> [EXERCISE] Beneath this line is the data. Output exactly the lines from the line with "let $n := count($o)" to the line with "let expected: Vec<Item>", both ends included, and nothing more.

- - -

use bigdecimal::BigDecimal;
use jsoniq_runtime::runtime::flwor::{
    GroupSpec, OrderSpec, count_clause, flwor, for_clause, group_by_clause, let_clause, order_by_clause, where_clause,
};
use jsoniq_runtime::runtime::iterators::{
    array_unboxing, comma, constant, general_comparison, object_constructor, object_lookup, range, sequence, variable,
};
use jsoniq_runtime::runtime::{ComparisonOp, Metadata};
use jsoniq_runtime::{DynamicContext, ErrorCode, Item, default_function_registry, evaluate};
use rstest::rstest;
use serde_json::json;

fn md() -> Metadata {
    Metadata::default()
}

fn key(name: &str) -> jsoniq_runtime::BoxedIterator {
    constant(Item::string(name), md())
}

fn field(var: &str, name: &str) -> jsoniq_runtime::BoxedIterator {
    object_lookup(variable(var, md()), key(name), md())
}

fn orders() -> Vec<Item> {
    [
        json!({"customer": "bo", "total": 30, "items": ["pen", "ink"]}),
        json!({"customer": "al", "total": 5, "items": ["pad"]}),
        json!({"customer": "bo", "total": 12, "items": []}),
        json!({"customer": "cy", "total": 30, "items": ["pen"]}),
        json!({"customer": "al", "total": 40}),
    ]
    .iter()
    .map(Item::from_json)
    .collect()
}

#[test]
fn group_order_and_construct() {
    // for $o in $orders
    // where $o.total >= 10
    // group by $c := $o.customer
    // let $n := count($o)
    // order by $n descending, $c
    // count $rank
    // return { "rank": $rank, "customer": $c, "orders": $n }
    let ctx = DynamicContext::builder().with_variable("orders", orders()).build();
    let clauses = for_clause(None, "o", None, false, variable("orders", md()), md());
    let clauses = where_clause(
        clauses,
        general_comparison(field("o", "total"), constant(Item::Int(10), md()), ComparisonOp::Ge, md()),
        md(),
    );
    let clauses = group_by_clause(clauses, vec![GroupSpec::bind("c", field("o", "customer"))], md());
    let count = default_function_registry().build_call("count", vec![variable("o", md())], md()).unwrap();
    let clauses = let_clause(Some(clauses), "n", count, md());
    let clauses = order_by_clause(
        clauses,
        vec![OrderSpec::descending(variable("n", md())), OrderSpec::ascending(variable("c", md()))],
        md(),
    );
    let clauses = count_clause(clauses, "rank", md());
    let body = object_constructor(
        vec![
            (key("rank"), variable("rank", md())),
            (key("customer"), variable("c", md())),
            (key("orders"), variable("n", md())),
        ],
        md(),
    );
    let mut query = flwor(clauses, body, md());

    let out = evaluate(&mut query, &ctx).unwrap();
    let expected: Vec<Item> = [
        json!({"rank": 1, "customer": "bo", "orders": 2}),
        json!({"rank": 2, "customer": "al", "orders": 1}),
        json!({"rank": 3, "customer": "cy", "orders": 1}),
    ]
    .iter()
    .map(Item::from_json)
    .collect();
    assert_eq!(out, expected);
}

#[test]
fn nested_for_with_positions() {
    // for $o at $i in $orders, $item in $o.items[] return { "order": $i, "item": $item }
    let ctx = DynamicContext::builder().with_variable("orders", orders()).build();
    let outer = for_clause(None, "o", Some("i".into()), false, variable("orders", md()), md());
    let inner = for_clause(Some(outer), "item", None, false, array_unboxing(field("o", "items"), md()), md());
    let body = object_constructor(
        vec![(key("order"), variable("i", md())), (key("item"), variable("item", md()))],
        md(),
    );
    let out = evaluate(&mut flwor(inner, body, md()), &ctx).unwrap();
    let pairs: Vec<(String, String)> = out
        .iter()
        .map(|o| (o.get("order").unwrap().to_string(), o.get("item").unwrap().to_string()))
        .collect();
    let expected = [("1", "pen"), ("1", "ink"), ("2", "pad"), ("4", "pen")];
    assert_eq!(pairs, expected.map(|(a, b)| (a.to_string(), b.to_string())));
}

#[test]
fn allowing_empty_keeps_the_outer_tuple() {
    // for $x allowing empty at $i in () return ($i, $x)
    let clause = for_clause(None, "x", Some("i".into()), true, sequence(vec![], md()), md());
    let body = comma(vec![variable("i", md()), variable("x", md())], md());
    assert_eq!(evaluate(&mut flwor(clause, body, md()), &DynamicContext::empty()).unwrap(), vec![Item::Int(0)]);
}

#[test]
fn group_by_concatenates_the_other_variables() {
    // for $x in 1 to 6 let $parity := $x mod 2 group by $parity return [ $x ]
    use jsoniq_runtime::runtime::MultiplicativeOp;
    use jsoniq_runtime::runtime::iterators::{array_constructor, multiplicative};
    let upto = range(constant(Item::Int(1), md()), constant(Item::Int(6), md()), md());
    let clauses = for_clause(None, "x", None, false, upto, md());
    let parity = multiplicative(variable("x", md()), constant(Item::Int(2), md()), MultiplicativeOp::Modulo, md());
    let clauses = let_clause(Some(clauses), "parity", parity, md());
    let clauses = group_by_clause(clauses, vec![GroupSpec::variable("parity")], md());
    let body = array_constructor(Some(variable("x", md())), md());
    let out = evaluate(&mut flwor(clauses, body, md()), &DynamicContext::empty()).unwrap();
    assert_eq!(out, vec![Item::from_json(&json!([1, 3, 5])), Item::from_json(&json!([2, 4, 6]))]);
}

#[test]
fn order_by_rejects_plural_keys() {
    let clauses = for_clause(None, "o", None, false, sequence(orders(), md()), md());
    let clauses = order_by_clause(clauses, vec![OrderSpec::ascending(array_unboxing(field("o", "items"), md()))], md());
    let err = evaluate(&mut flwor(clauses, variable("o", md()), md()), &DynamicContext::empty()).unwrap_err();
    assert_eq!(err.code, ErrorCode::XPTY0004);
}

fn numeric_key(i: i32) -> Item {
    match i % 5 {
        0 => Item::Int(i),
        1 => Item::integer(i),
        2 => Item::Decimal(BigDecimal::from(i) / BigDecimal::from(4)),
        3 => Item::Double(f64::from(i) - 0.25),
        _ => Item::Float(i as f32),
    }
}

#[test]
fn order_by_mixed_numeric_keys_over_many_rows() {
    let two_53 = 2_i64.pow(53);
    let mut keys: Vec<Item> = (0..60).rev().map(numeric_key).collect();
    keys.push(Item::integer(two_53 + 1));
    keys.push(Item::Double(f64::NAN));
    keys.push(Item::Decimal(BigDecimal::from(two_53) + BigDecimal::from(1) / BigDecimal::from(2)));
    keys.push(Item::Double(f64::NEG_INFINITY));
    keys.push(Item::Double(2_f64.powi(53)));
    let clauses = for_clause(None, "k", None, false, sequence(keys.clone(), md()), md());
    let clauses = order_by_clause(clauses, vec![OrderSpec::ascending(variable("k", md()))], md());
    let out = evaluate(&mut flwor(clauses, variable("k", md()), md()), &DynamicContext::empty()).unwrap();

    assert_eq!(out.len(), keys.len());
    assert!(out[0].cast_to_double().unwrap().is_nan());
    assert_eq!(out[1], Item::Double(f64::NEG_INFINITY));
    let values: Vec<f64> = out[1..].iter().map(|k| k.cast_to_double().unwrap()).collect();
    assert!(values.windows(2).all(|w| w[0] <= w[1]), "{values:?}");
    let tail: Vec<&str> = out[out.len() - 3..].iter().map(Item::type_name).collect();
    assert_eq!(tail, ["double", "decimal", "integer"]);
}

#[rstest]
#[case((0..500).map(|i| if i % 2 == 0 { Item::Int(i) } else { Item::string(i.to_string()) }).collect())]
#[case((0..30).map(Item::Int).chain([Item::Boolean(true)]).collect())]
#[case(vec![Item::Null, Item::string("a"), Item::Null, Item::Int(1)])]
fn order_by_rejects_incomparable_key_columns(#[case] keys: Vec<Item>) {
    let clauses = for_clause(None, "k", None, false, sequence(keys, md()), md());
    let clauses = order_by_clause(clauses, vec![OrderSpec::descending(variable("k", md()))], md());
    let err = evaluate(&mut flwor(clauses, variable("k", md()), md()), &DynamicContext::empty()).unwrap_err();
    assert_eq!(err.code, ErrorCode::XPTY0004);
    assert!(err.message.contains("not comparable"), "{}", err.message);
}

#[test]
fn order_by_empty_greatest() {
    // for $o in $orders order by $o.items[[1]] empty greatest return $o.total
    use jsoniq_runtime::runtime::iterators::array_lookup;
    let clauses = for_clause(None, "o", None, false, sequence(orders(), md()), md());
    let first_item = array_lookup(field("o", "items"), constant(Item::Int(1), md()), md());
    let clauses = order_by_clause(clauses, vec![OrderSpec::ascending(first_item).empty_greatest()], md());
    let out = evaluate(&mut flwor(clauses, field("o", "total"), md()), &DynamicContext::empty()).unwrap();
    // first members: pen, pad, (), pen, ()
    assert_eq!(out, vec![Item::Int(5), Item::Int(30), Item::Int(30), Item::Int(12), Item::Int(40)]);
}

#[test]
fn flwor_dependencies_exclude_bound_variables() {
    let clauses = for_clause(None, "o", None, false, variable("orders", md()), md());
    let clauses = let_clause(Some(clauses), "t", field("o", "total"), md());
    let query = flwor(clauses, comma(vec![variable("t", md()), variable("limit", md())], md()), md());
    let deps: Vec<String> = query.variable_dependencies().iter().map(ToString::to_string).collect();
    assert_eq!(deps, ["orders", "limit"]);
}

- - -

> [ANSWER]
    // let $n := count($o)
    // order by $n descending, $c
    // count $rank
    // return { "rank": $rank, "customer": $c, "orders": $n }
    let ctx = DynamicContext::builder().with_variable("orders", orders()).build();
    let clauses = for_clause(None, "o", None, false, variable("orders", md()), md());
    let clauses = where_clause(
        clauses,
        general_comparison(field("o", "total"), constant(Item::Int(10), md()), ComparisonOp::Ge, md()),
        md(),
    );
    let clauses = group_by_clause(clauses, vec![GroupSpec::bind("c", field("o", "customer"))], md());
    let count = default_function_registry().build_call("count", vec![variable("o", md())], md()).unwrap();
    let clauses = let_clause(Some(clauses), "n", count, md());
    let clauses = order_by_clause(
        clauses,
        vec![OrderSpec::descending(variable("n", md())), OrderSpec::ascending(variable("c", md()))],
        md(),
    );
    let clauses = count_clause(clauses, "rank", md());
    let body = object_constructor(
        vec![
            (key("rank"), variable("rank", md())),
            (key("customer"), variable("c", md())),
            (key("orders"), variable("n", md())),
        ],
        md(),
    );
    let mut query = flwor(clauses, body, md());

    let out = evaluate(&mut query, &ctx).unwrap();
    let expected: Vec<Item> = [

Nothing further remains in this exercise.